◆ What to work on
Hunt through the entries for the word "Path" and copy each line in which it appears.

◆ Given records
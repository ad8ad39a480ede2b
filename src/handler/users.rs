use std::sync::Arc;

use axum::{
    extract::{Path, Query},
    middleware,
    response::IntoResponse,
    routing::{get, put},
    Extension, Json, Router,
};
use uuid::Uuid;
use validator::Validate;

use crate::{
    dtos::userdtos::*,
    error::HttpError,
    middleware::{role_check, JWTAuthMiddleware},
    models::usermodel::UserRole,
    AppState,
};

pub fn users_handler() -> Router {
    let admin_routes = Router::new()
        .route("/users", get(get_users_admin))
        .route("/users/by-email", get(get_user_by_email))
        .route("/users/:user_id/role", put(update_user_role))
        .layer(middleware::from_fn(|state, req, next| {
            role_check(state, req, next, vec![UserRole::Admin])
        }));

    Router::new()
        .route("/me", get(get_me).put(update_me))
        .route("/me/is-admin", get(is_admin))
        .nest("/admin", admin_routes)
}

pub async fn get_me(
    Extension(user): Extension<JWTAuthMiddleware>,
) -> Result<impl IntoResponse, HttpError> {
    Ok(Json(UserResponseDto {
        status: "success".to_string(),
        data: UserData {
            user: FilterUserDto::filter_user(&user.user),
        },
    }))
}

pub async fn update_me(
    Extension(app_state): Extension<Arc<AppState>>,
    Extension(user): Extension<JWTAuthMiddleware>,
    Json(body): Json<UpdateUserProfileDto>,
) -> Result<impl IntoResponse, HttpError> {
    body.validate()
        .map_err(|e| HttpError::bad_request(e.to_string()))?;

    let updated = app_state
        .user_service()
        .update_profile(&user.user, body)
        .await?;

    Ok(Json(UserResponseDto {
        status: "success".to_string(),
        data: UserData {
            user: FilterUserDto::filter_user(&updated),
        },
    }))
}

pub async fn is_admin(
    Extension(user): Extension<JWTAuthMiddleware>,
) -> Result<impl IntoResponse, HttpError> {
    Ok(Json(IsAdminResponseDto {
        status: "success".to_string(),
        is_admin: user.user.is_admin(),
    }))
}

pub async fn get_users_admin(
    Query(query_params): Query<UserListQueryDto>,
    Extension(app_state): Extension<Arc<AppState>>,
    Extension(user): Extension<JWTAuthMiddleware>,
) -> Result<impl IntoResponse, HttpError> {
    let users = app_state
        .user_service()
        .list_users(&user.user, query_params.role, query_params.search.as_deref())
        .await?;

    Ok(Json(UserListResponseDto {
        status: "success".to_string(),
        results: users.len(),
        users: FilterUserDto::filter_users(&users),
    }))
}

pub async fn get_user_by_email(
    Query(query_params): Query<UserByEmailQueryDto>,
    Extension(app_state): Extension<Arc<AppState>>,
    Extension(user): Extension<JWTAuthMiddleware>,
) -> Result<impl IntoResponse, HttpError> {
    query_params.validate()
        .map_err(|e| HttpError::bad_request(e.to_string()))?;

    let found = app_state
        .user_service()
        .get_user_by_email(&user.user, &query_params.email)
        .await?;

    Ok(Json(serde_json::json!({
        "status": "success",
        "data": {
            "user": found.as_ref().map(FilterUserDto::filter_user)
        }
    })))
}

pub async fn update_user_role(
    Path(user_id): Path<Uuid>,
    Extension(app_state): Extension<Arc<AppState>>,
    Extension(user): Extension<JWTAuthMiddleware>,
    Json(body): Json<UpdateUserRoleDto>,
) -> Result<impl IntoResponse, HttpError> {
    let updated = app_state
        .user_service()
        .update_user_role(&user.user, user_id, body.role)
        .await?;

    Ok(Json(UserResponseDto {
        status: "success".to_string(),
        data: UserData {
            user: FilterUserDto::filter_user(&updated),
        },
    }))
}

◆ Answer for the task
    extract::{Path, Query},
    Path(user_id): Path<Uuid>,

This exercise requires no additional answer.